- EXERCISE BRIEF
Below this line is the material. Write out only its lines from the one containing "TaskOutcome::Failed(FailureKind::NotParsed)" through the one containing "self.progress.inc(1);", both kept, exactly.

- ENTRIES SUPPLIED

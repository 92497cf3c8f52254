//! Run orchestration: scan and drain, then shut everything down in order

use std::path::PathBuf;
use std::sync::Arc;
use std::time::{Duration, Instant};

use anyhow::Context;

use crate::consumer::ExtractingConsumer;
use crate::drainer::{Drainer, Draining};
use crate::error::DrainError;
use crate::latch::Latch;
use crate::progress::fmt_num;
use crate::queue::PathQueue;
use crate::scanner::{ScanOptions, Scanner};
use crate::shutdown::is_shutdown_requested;

/// How often the run checks the shutdown flag while waiting for the drainer
const WATCH_INTERVAL: Duration = Duration::from_millis(250);

#[derive(Debug, Clone)]
pub struct RunOptions {
    /// Roots to scan. Empty means drain only.
    pub roots: Vec<PathBuf>,
    pub scan: ScanOptions,
    /// Drainer poll timeout
    pub poll_timeout: Duration,
    /// With no roots, keep polling until stopped instead of draining what is there
    pub daemon: bool,
    pub scanner_timeout: Duration,
    pub drainer_timeout: Duration,
    /// Extractions may run for a long time (OCR), hence the separate, long wait
    pub consumer_timeout: Duration,
}

impl Default for RunOptions {
    fn default() -> Self {
        Self {
            roots: Vec::new(),
            scan: ScanOptions::default(),
            poll_timeout: Duration::ZERO,
            daemon: false,
            scanner_timeout: Duration::from_secs(5),
            drainer_timeout: Duration::from_secs(5),
            consumer_timeout: Duration::from_secs(24 * 60 * 60),
        }
    }
}

/// Outcome of a whole run
#[derive(Debug, Clone, Copy, Default, PartialEq, Eq)]
pub struct RunSummary {
    /// Entries the drainer dispatched, whatever became of them
    pub drained: u64,
    pub extracted: u64,
    pub skipped: u64,
    pub failed: u64,
    pub elapsed: Duration,
}

impl RunSummary {
    pub fn log(&self) {
        log::info!(
            "Done in {:.1?}: {} extracted, {} skipped, {} failed",
            self.elapsed,
            fmt_num(self.extracted),
            fmt_num(self.skipped),
            fmt_num(self.failed)
        );
    }
}

/// Drain `queue` through `consumer`, scanning `options.roots` into it first
/// when there are any.
///
/// Only setup failures are returned. Unreadable roots and failing files are
/// logged and recorded, and the run still reports how many paths it drained.
/// Shutdown goes scanner, drainer, consumer: stopping the consumer first
/// would strand dispatched paths.
pub fn spew(
    queue: Arc<dyn PathQueue>,
    consumer: Arc<ExtractingConsumer>,
    options: &RunOptions,
) -> anyhow::Result<RunSummary> {
    let started = Instant::now();
    log::info!(
        "Processing up to {} file(s) in parallel.",
        consumer.parallelism()
    );

    let drainer =
        Drainer::new(Arc::clone(&queue), Arc::clone(&consumer)).with_poll_timeout(options.poll_timeout);

    let draining = if options.roots.is_empty() {
        let drainer = if options.daemon {
            drainer
        } else {
            // Nothing to scan: drain what is already queued and stop
            drainer.with_latch(Arc::new(Latch::sealed()))
        };
        drainer.drain().context("failed to start draining")?
    } else {
        let scanner = Scanner::new(queue, Arc::new(Latch::new()), options.scan.clone())
            .context("failed to set up scanner")?;
        let draining = drainer
            .with_latch(Arc::clone(scanner.latch()))
            .drain()
            .context("failed to start draining")?;

        // Walk in the background, but block until every root has been queued
        let handles = scanner.scan(&options.roots).context("failed to start scanning")?;
        while !scanner.await_termination(WATCH_INTERVAL) {
            // A drainer that quit early leaves walkers blocked on a full queue
            if draining.is_finished() {
                log::warn!("Drainer stopped before scanning finished, cancelling scans");
                scanner.shutdown_now();
                break;
            }
        }
        let mut queued = 0;
        for handle in handles {
            match handle.join() {
                Ok(stats) => queued += stats.queued,
                Err(e) => log::debug!("Scan did not complete: {e}"),
            }
        }
        log::info!("Queued {} file(s) in total.", fmt_num(queued as u64));

        // Every walk is joined by now, so a short wait is enough
        scanner.shutdown();
        if !scanner.await_termination(options.scanner_timeout) {
            log::warn!("Scanner still busy after {:?}, cancelling", options.scanner_timeout);
            scanner.shutdown_now();
        }
        draining
    };

    while !draining.await_termination(WATCH_INTERVAL) {
        if is_shutdown_requested() {
            log::info!("Shutdown requested, stopping the drainer");
            break;
        }
    }
    let drained = stop_draining(draining, options.drainer_timeout);
    if let Ok(n) = &drained {
        log::info!("Drained {} files.", fmt_num(*n));
    }

    consumer.shutdown();
    if !consumer.await_termination(options.consumer_timeout) {
        let cancelled = consumer.shutdown_now();
        log::warn!(
            "Extraction still running after {:?}, cancelled {cancelled} task(s)",
            options.consumer_timeout
        );
    }

    let drained = drained.context("draining failed")?;
    let stats = consumer.stats();
    Ok(RunSummary {
        drained,
        extracted: stats.extracted,
        skipped: stats.skipped,
        failed: stats.failed,
        elapsed: started.elapsed(),
    })
}

/// Shut the drainer down with a short timeout. By now the queue should
/// have been observed empty, so it only has to notice.
fn stop_draining(draining: Draining, timeout: Duration) -> Result<u64, DrainError> {
    draining.shutdown();
    if draining.await_termination(timeout) {
        return draining.join();
    }
    let dispatched = draining.dispatched();
    log::warn!("Drainer did not stop within {timeout:?}, leaving it behind");
    Ok(dispatched)
}
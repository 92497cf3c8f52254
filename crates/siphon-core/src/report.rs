//! Processing report: terminal outcome per path, for idempotent re-runs

use std::fmt;
use std::sync::{Arc, PoisonError, RwLock};

use chrono::{DateTime, Utc};
use rustc_hash::FxHashMap;
use serde::{Deserialize, Serialize};

use crate::entry::PathEntry;
use crate::error::ReportError;

/// Why a path failed
#[derive(Debug, Clone, Copy, PartialEq, Eq, Hash, Serialize, Deserialize)]
#[serde(rename_all = "snake_case")]
pub enum FailureKind {
    NotFound,
    NotRead,
    NotParsed,
    /// Extracted, but the output rejected the document
    NotSaved,
}

impl FailureKind {
    pub fn label(self) -> &'static str {
        match self {
            Self::NotFound => "not found",
            Self::NotRead => "not read",
            Self::NotParsed => "not parsed",
            Self::NotSaved => "not saved",
        }
    }
}

/// Terminal outcome recorded for a path
#[derive(Debug, Clone, Copy, PartialEq, Eq, Hash, Serialize, Deserialize)]
#[serde(rename_all = "snake_case")]
pub enum Status {
    Succeeded,
    Skipped,
    Failed(FailureKind),
}

impl Status {
    pub fn is_failed(self) -> bool {
        matches!(self, Self::Failed(_))
    }
}

impl fmt::Display for Status {
    fn fmt(&self, f: &mut fmt::Formatter<'_>) -> fmt::Result {
        match self {
            Self::Succeeded => f.write_str("succeeded"),
            Self::Skipped => f.write_str("skipped"),
            Self::Failed(kind) => write!(f, "failed ({})", kind.label()),
        }
    }
}

#[derive(Debug, Clone, PartialEq, Eq, Serialize, Deserialize)]
pub struct ReportEntry {
    pub status: Status,
    #[serde(default, skip_serializing_if = "Option::is_none")]
    pub detail: Option<String>,
    pub recorded_at: DateTime<Utc>,
}

impl ReportEntry {
    pub fn new(status: Status, detail: Option<String>) -> Self {
        Self {
            status,
            detail,
            recorded_at: Utc::now(),
        }
    }

    pub fn succeeded() -> Self {
        Self::new(Status::Succeeded, None)
    }

    pub fn failed(kind: FailureKind, detail: impl Into<String>) -> Self {
        Self::new(Status::Failed(kind), Some(detail.into()))
    }
}

/// Persisted mapping from path to terminal outcome.
///
/// Backends must tolerate concurrent `put`s for different paths from every
/// worker. A path is owned by one worker at a time, so same-key races are
/// not expected.
pub trait Report: Send + Sync {
    fn get(&self, path: &PathEntry) -> Result<Option<ReportEntry>, ReportError>;

    fn put(&self, path: &PathEntry, entry: ReportEntry) -> Result<(), ReportError>;

    fn len(&self) -> usize;

    fn is_empty(&self) -> bool {
        self.len() == 0
    }

    /// Snapshot of every entry, in no particular order
    fn entries(&self) -> Result<Vec<(PathEntry, ReportEntry)>, ReportError>;

    /// Flush and release. Idempotent.
    fn close(&self) -> Result<(), ReportError>;
}

/// Report held in memory for the lifetime of the process
#[derive(Debug, Default)]
pub struct MemoryReport {
    map: RwLock<FxHashMap<PathEntry, ReportEntry>>,
}

impl MemoryReport {
    pub fn new() -> Self {
        Self::default()
    }
}

impl Report for MemoryReport {
    fn get(&self, path: &PathEntry) -> Result<Option<ReportEntry>, ReportError> {
        let map = self.map.read().unwrap_or_else(PoisonError::into_inner);
        Ok(map.get(path).cloned())
    }

    fn put(&self, path: &PathEntry, entry: ReportEntry) -> Result<(), ReportError> {
        let mut map = self.map.write().unwrap_or_else(PoisonError::into_inner);
        map.insert(path.clone(), entry);
        Ok(())
    }

    fn len(&self) -> usize {
        self.map.read().unwrap_or_else(PoisonError::into_inner).len()
    }

    fn entries(&self) -> Result<Vec<(PathEntry, ReportEntry)>, ReportError> {
        let map = self.map.read().unwrap_or_else(PoisonError::into_inner);
        Ok(map.iter().map(|(k, v)| (k.clone(), v.clone())).collect())
    }

    fn close(&self) -> Result<(), ReportError> {
        Ok(())
    }
}

/// Which prior outcomes make a path eligible for another attempt
#[derive(Debug, Clone, Copy, Default, PartialEq, Eq)]
pub struct ResumePolicy {
    /// Ignore prior entries entirely
    pub force: bool,
    /// Re-attempt paths whose prior entry is a failure
    pub retry_failed: bool,
}

/// Consumer-side view of a [`Report`].
///
/// Backend errors are logged and swallowed: a report that cannot be read
/// means the path is processed again, one that cannot be written means the
/// outcome is only in the log.
#[derive(Clone)]
pub struct Reporter {
    report: Arc<dyn Report>,
    policy: ResumePolicy,
}

impl Reporter {
    pub fn new(report: Arc<dyn Report>) -> Self {
        Self {
            report,
            policy: ResumePolicy::default(),
        }
    }

    pub fn with_policy(mut self, policy: ResumePolicy) -> Self {
        self.policy = policy;
        self
    }

    /// Prior terminal status that makes `path` skippable, if any
    pub fn should_skip(&self, path: &PathEntry) -> Option<Status> {
        if self.policy.force {
            return None;
        }
        match self.report.get(path) {
            Ok(Some(entry)) if entry.status.is_failed() && self.policy.retry_failed => None,
            Ok(Some(entry)) => Some(entry.status),
            Ok(None) => None,
            Err(e) => {
                log::warn!("report lookup failed for {path}: {e}");
                None
            }
        }
    }

    pub fn record(&self, path: &PathEntry, entry: ReportEntry) {
        if let Err(e) = self.report.put(path, entry) {
            log::error!("failed to record outcome for {path}: {e}");
        }
    }
}

impl fmt::Debug for Reporter {
    fn fmt(&self, f: &mut fmt::Formatter<'_>) -> fmt::Result {
        f.debug_struct("Reporter")
            .field("entries", &self.report.len())
            .field("policy", &self.policy)
            .finish()
    }
}

#[cfg(test)]
mod tests {
    use super::*;

    fn reporter_with(path: &str, entry: ReportEntry, policy: ResumePolicy) -> (Reporter, PathEntry) {
        let report = Arc::new(MemoryReport::new());
        let path = PathEntry::new(path);
        report.put(&path, entry).unwrap();
        (Reporter::new(report).with_policy(policy), path)
    }

    #[test]
    fn memory_report_get_put() {
        let report = MemoryReport::new();
        let p = PathEntry::new("a.txt");
        assert_eq!(report.get(&p).unwrap(), None);
        report.put(&p, ReportEntry::succeeded()).unwrap();
        assert_eq!(report.get(&p).unwrap().unwrap().status, Status::Succeeded);
        report
            .put(&p, ReportEntry::failed(FailureKind::NotRead, "io"))
            .unwrap();
        assert_eq!(report.len(), 1);
        assert_eq!(
            report.get(&p).unwrap().unwrap().status,
            Status::Failed(FailureKind::NotRead)
        );
    }

    #[test]
    fn skips_prior_success() {
        let (r, p) = reporter_with("a", ReportEntry::succeeded(), ResumePolicy::default());
        assert_eq!(r.should_skip(&p), Some(Status::Succeeded));
        assert_eq!(r.should_skip(&PathEntry::new("other")), None);
    }

    #[test]
    fn skips_prior_failure_by_default() {
        let entry = ReportEntry::failed(FailureKind::NotParsed, "binary");
        let (r, p) = reporter_with("a", entry, ResumePolicy::default());
        assert_eq!(r.should_skip(&p), Some(Status::Failed(FailureKind::NotParsed)));
    }

    #[test]
    fn retry_failed_reattempts_failures_only() {
        let policy = ResumePolicy {
            retry_failed: true,
            ..Default::default()
        };
        let entry = ReportEntry::failed(FailureKind::NotRead, "io");
        let (r, p) = reporter_with("a", entry, policy);
        assert_eq!(r.should_skip(&p), None);

        let (r, p) = reporter_with("b", ReportEntry::succeeded(), policy);
        assert_eq!(r.should_skip(&p), Some(Status::Succeeded));
    }

    #[test]
    fn force_ignores_report() {
        let policy = ResumePolicy {
            force: true,
            ..Default::default()
        };
        let (r, p) = reporter_with("a", ReportEntry::succeeded(), policy);
        assert_eq!(r.should_skip(&p), None);
    }

    #[test]
    fn status_serde_shape() {
        assert_eq!(serde_json::to_string(&Status::Succeeded).unwrap(), "\"succeeded\"");
        assert_eq!(
            serde_json::to_string(&Status::Failed(FailureKind::NotSaved)).unwrap(),
            "{\"failed\":\"not_saved\"}"
        );
    }

    #[test]
    fn status_display() {
        assert_eq!(Status::Skipped.to_string(), "skipped");
        assert_eq!(
            Status::Failed(FailureKind::NotFound).to_string(),
            "failed (not found)"
        );
    }
}
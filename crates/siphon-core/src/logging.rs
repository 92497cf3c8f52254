//! Logging setup: env_logger, routed through indicatif on a TTY

use indicatif::MultiProgress;

/// ANSI color code and padded label for a log level.
fn level_style(level: log::Level, color: bool) -> (&'static str, &'static str, &'static str) {
    let label = match level {
        log::Level::Error => "ERROR",
        log::Level::Warn => "WARN ",
        log::Level::Info => "INFO ",
        log::Level::Debug => "DEBUG",
        log::Level::Trace => "TRACE",
    };
    if !color {
        return ("", label, "");
    }
    let ansi = match level {
        log::Level::Error => "\x1b[31m",
        log::Level::Warn => "\x1b[33m",
        log::Level::Info => "\x1b[32m",
        log::Level::Debug => "\x1b[36m",
        log::Level::Trace => "\x1b[35m",
    };
    (ansi, label, "\x1b[0m")
}

/// Render one record. Debug and trace lines carry the module they came from,
/// which tells the scanner, drainer and workers apart.
fn render(record: &log::Record, color: bool) -> String {
    let (pre, label, post) = level_style(record.level(), color);
    if record.level() >= log::Level::Debug {
        let target = record.target().trim_start_matches("siphon_core::");
        format!("[{pre}{label}{post}] {target}: {}", record.args())
    } else {
        format!("[{pre}{label}{post}] {}", record.args())
    }
}

/// Logger that prints through indicatif MultiProgress to avoid tearing the progress bar.
pub struct IndicatifLogger {
    inner: env_logger::Logger,
    multi: MultiProgress,
}

impl IndicatifLogger {
    pub fn new(inner: env_logger::Logger, multi: MultiProgress) -> Self {
        Self { inner, multi }
    }
}

impl log::Log for IndicatifLogger {
    fn enabled(&self, metadata: &log::Metadata) -> bool {
        self.inner.enabled(metadata)
    }

    fn log(&self, record: &log::Record) {
        if self.inner.enabled(record.metadata()) {
            let line = render(record, true);
            self.multi.suspend(|| eprintln!("{line}"));
        }
    }

    fn flush(&self) {
        self.inner.flush();
    }
}

/// Initialize logging. `RUST_LOG` overrides the level picked from the flags.
pub fn init_logging(quiet: bool, debug: bool, multi: Option<&MultiProgress>) {
    use std::io::Write;

    let default_level = if debug {
        "debug"
    } else if quiet {
        "warn"
    } else {
        "info"
    };
    let env = env_logger::Env::default().default_filter_or(default_level);

    if let Some(multi) = multi {
        let logger = env_logger::Builder::from_env(env).build();
        let max_level = logger.filter();

        if log::set_boxed_logger(Box::new(IndicatifLogger::new(logger, multi.clone()))).is_ok() {
            log::set_max_level(max_level);
        }
    } else {
        // Non-TTY: no ANSI colors
        let _ = env_logger::Builder::from_env(env)
            .format(|buf, record| writeln!(buf, "{}", render(record, false)))
            .try_init();
    }
}

#[cfg(test)]
mod tests {
    use super::*;

    #[test]
    fn plain_labels_have_no_ansi() {
        let (pre, label, post) = level_style(log::Level::Warn, false);
        assert_eq!((pre, label, post), ("", "WARN ", ""));
    }

    #[test]
    fn debug_lines_carry_target() {
        let line = render(
            &log::Record::builder()
                .args(format_args!("polling"))
                .level(log::Level::Debug)
                .target("siphon_core::drainer")
                .build(),
            false,
        );
        assert_eq!(line, "[DEBUG] drainer: polling");
    }

    #[test]
    fn info_lines_are_bare() {
        let line = render(
            &log::Record::builder()
                .args(format_args!("Drained 3 files."))
                .level(log::Level::Info)
                .target("siphon_core::run")
                .build(),
            false,
        );
        assert_eq!(line, "[INFO ] Drained 3 files.");
    }
}
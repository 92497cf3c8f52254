//! Extracting consumer: bounded worker pool running extract → deliver → report

use std::any::Any;
use std::panic::{self, AssertUnwindSafe};
use std::sync::atomic::{AtomicBool, AtomicU64, Ordering};
use std::sync::Arc;
use std::time::Duration;

use indicatif::ProgressBar;

use crate::entry::PathEntry;
use crate::error::SubmitError;
use crate::extract::{Extractor, Document};
use crate::report::{FailureKind, ReportEntry, Reporter, Status};
use crate::semaphore::Semaphore;
use crate::spewer::Spewer;

/// Available hardware concurrency, at least 1
pub fn default_parallelism() -> usize {
    std::thread::available_parallelism()
        .map(|n| n.get())
        .unwrap_or(1)
}

/// What one worker step did with its path
#[derive(Debug, Clone, PartialEq, Eq)]
pub enum TaskOutcome {
    /// Extracted, delivered and recorded
    Extracted,
    /// Not extracted; carries the prior report status or the skip reason
    Skipped(Status),
    Failed(FailureKind),
    /// Dropped by a forceful shutdown
    Cancelled,
}

/// Counters since the consumer was built
#[derive(Debug, Clone, Copy, Default, PartialEq, Eq)]
pub struct ConsumerStats {
    pub submitted: u64,
    pub extracted: u64,
    pub skipped: u64,
    pub failed: u64,
    pub cancelled: u64,
}

#[derive(Default)]
struct Counters {
    submitted: AtomicU64,
    extracted: AtomicU64,
    skipped: AtomicU64,
    failed: AtomicU64,
    cancelled: AtomicU64,
}

/// Everything one task needs, cloned per submission
#[derive(Clone)]
struct Task {
    extractor: Arc<dyn Extractor>,
    spewer: Arc<dyn Spewer>,
    reporter: Option<Reporter>,
    cancelled: Arc<AtomicBool>,
    counters: Arc<Counters>,
    progress: ProgressBar,
}

impl Task {
    fn run(&self, path: PathEntry) {
        let outcome = panic::catch_unwind(AssertUnwindSafe(|| self.process(&path)))
            .unwrap_or_else(|payload| {
                let message = panic_message(payload.as_ref());
                log::error!("Extraction of {path} panicked: {message}");
                self.record(
                    &path,
                    ReportEntry::failed(FailureKind::NotParsed, format!("panicked: {message}")),
                );
                TaskOutcome::Failed(FailureKind::NotParsed)
            });
        let counter = match &outcome {
            TaskOutcome::Extracted => &self.counters.extracted,
            TaskOutcome::Skipped(_) => &self.counters.skipped,
            TaskOutcome::Failed(_) => &self.counters.failed,
            TaskOutcome::Cancelled => &self.counters.cancelled,
        };
        counter.fetch_add(1, Ordering::Relaxed);
        if outcome != TaskOutcome::Cancelled {
            self.progress.inc(1);
            self.progress.set_message(path.to_string());
        }
    }

    /// skip-check → extract → deliver → record, strictly in that order
    fn process(&self, path: &PathEntry) -> TaskOutcome {
        if self.is_cancelled() {
            return TaskOutcome::Cancelled;
        }

        if let Some(status) = self.reporter.as_ref().and_then(|r| r.should_skip(path)) {
            log::debug!("Skipping {path}: already {status}");
            return TaskOutcome::Skipped(status);
        }

        let extracted = self.extractor.extract(path);
        // Results of extractions still running at a forceful shutdown are dropped
        if self.is_cancelled() {
            log::debug!("Discarding {path}: cancelled");
            return TaskOutcome::Cancelled;
        }

        let doc = match extracted {
            Ok(doc) => doc,
            Err(e) => {
                let status = e.status();
                match status {
                    Status::Skipped => log::info!("Skipping {e}"),
                    _ => log::warn!("Extraction failed: {e}"),
                }
                self.record(path, ReportEntry::new(status, Some(e.to_string())));
                return match status {
                    Status::Failed(kind) => TaskOutcome::Failed(kind),
                    other => TaskOutcome::Skipped(other),
                };
            }
        };

        self.deliver(path, &doc)
    }

    fn deliver(&self, path: &PathEntry, doc: &Document) -> TaskOutcome {
        match self.spewer.write(doc) {
            Ok(()) => {
                log::trace!("Delivered {path}");
                self.record(path, ReportEntry::succeeded());
                TaskOutcome::Extracted
            }
            Err(e) => {
                log::error!("Failed to output {path}: {e}");
                self.record(path, ReportEntry::failed(FailureKind::NotSaved, e.to_string()));
                TaskOutcome::Failed(FailureKind::NotSaved)
            }
        }
    }

    fn record(&self, path: &PathEntry, entry: ReportEntry) {
        if let Some(reporter) = &self.reporter {
            reporter.record(path, entry);
        }
    }

    fn is_cancelled(&self) -> bool {
        self.cancelled.load(Ordering::Acquire)
    }
}

fn panic_message(payload: &(dyn Any + Send)) -> &str {
    if let Some(s) = payload.downcast_ref::<&str>() {
        s
    } else if let Some(s) = payload.downcast_ref::<String>() {
        s
    } else {
        "unknown panic"
    }
}

/// Runs at most `parallelism` extractions at once.
///
/// `submit` blocks while every slot is taken, which throttles whoever is
/// feeding the consumer. Per-file failures are logged and recorded, never
/// returned.
pub struct ExtractingConsumer {
    pool: rayon::ThreadPool,
    slots: Arc<Semaphore>,
    parallelism: usize,
    accepting: AtomicBool,
    task: Task,
}

impl ExtractingConsumer {
    pub fn new(
        extractor: Arc<dyn Extractor>,
        spewer: Arc<dyn Spewer>,
        parallelism: usize,
    ) -> Result<Self, rayon::ThreadPoolBuildError> {
        let parallelism = parallelism.max(1);
        let pool = rayon::ThreadPoolBuilder::new()
            .num_threads(parallelism)
            .thread_name(|i| format!("extract-{i}"))
            .panic_handler(|_| log::error!("extraction worker panicked"))
            .build()?;

        Ok(Self {
            pool,
            slots: Semaphore::new(parallelism),
            parallelism,
            accepting: AtomicBool::new(true),
            task: Task {
                extractor,
                spewer,
                reporter: None,
                cancelled: Arc::new(AtomicBool::new(false)),
                counters: Arc::new(Counters::default()),
                progress: ProgressBar::hidden(),
            },
        })
    }

    /// Consult and update `reporter` around every extraction
    pub fn with_reporter(mut self, reporter: Reporter) -> Self {
        self.task.reporter = Some(reporter);
        self
    }

    /// Bar incremented once per finished path
    pub fn with_progress(mut self, progress: ProgressBar) -> Self {
        self.task.progress = progress;
        self
    }

    pub fn parallelism(&self) -> usize {
        self.parallelism
    }

    /// Queue `path` for extraction, blocking until a slot is free.
    pub fn submit(&self, path: PathEntry) -> Result<(), SubmitError> {
        if !self.accepting.load(Ordering::Acquire) {
            return Err(SubmitError::ShutDown);
        }
        let permit = self.slots.acquire();
        // Shut down while we were waiting for a slot
        if !self.accepting.load(Ordering::Acquire) {
            return Err(SubmitError::ShutDown);
        }

        self.task.counters.submitted.fetch_add(1, Ordering::Relaxed);
        let task = self.task.clone();
        self.pool.spawn(move || {
            let _permit = permit;
            task.run(path);
        });
        Ok(())
    }

    /// Stop accepting submissions. Running and admitted tasks continue.
    pub fn shutdown(&self) {
        self.accepting.store(false, Ordering::Release);
    }

    pub fn is_shutdown(&self) -> bool {
        !self.accepting.load(Ordering::Acquire)
    }

    /// Wait up to `timeout` for every admitted task to finish.
    pub fn await_termination(&self, timeout: Duration) -> bool {
        self.slots.wait_idle(timeout)
    }

    /// Stop accepting and cancel what is still running.
    ///
    /// Tasks that have not started return immediately; extractions already
    /// underway finish but their result is neither delivered nor recorded.
    /// Returns the number of tasks in flight at the time of the call.
    pub fn shutdown_now(&self) -> usize {
        self.shutdown();
        self.task.cancelled.store(true, Ordering::Release);
        let in_flight = self.slots.in_use();
        if in_flight > 0 {
            log::warn!("Cancelling {in_flight} extraction(s) still in flight");
        }
        in_flight
    }

    pub fn stats(&self) -> ConsumerStats {
        let c = &self.task.counters;
        ConsumerStats {
            submitted: c.submitted.load(Ordering::Relaxed),
            extracted: c.extracted.load(Ordering::Relaxed),
            skipped: c.skipped.load(Ordering::Relaxed),
            failed: c.failed.load(Ordering::Relaxed),
            cancelled: c.cancelled.load(Ordering::Relaxed),
        }
    }
}

impl std::fmt::Debug for ExtractingConsumer {
    fn fmt(&self, f: &mut std::fmt::Formatter<'_>) -> std::fmt::Result {
        f.debug_struct("ExtractingConsumer")
            .field("parallelism", &self.parallelism)
            .field("in_flight", &self.slots.in_use())
            .field("reporter", &self.task.reporter)
            .finish_non_exhaustive()
    }
}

- WRITTEN ANSWER
                TaskOutcome::Failed(FailureKind::NotParsed)
            });
        let counter = match &outcome {
            TaskOutcome::Extracted => &self.counters.extracted,
            TaskOutcome::Skipped(_) => &self.counters.skipped,
            TaskOutcome::Failed(_) => &self.counters.failed,
            TaskOutcome::Cancelled => &self.counters.cancelled,
        };
        counter.fetch_add(1, Ordering::Relaxed);
        if outcome != TaskOutcome::Cancelled {
            self.progress.inc(1);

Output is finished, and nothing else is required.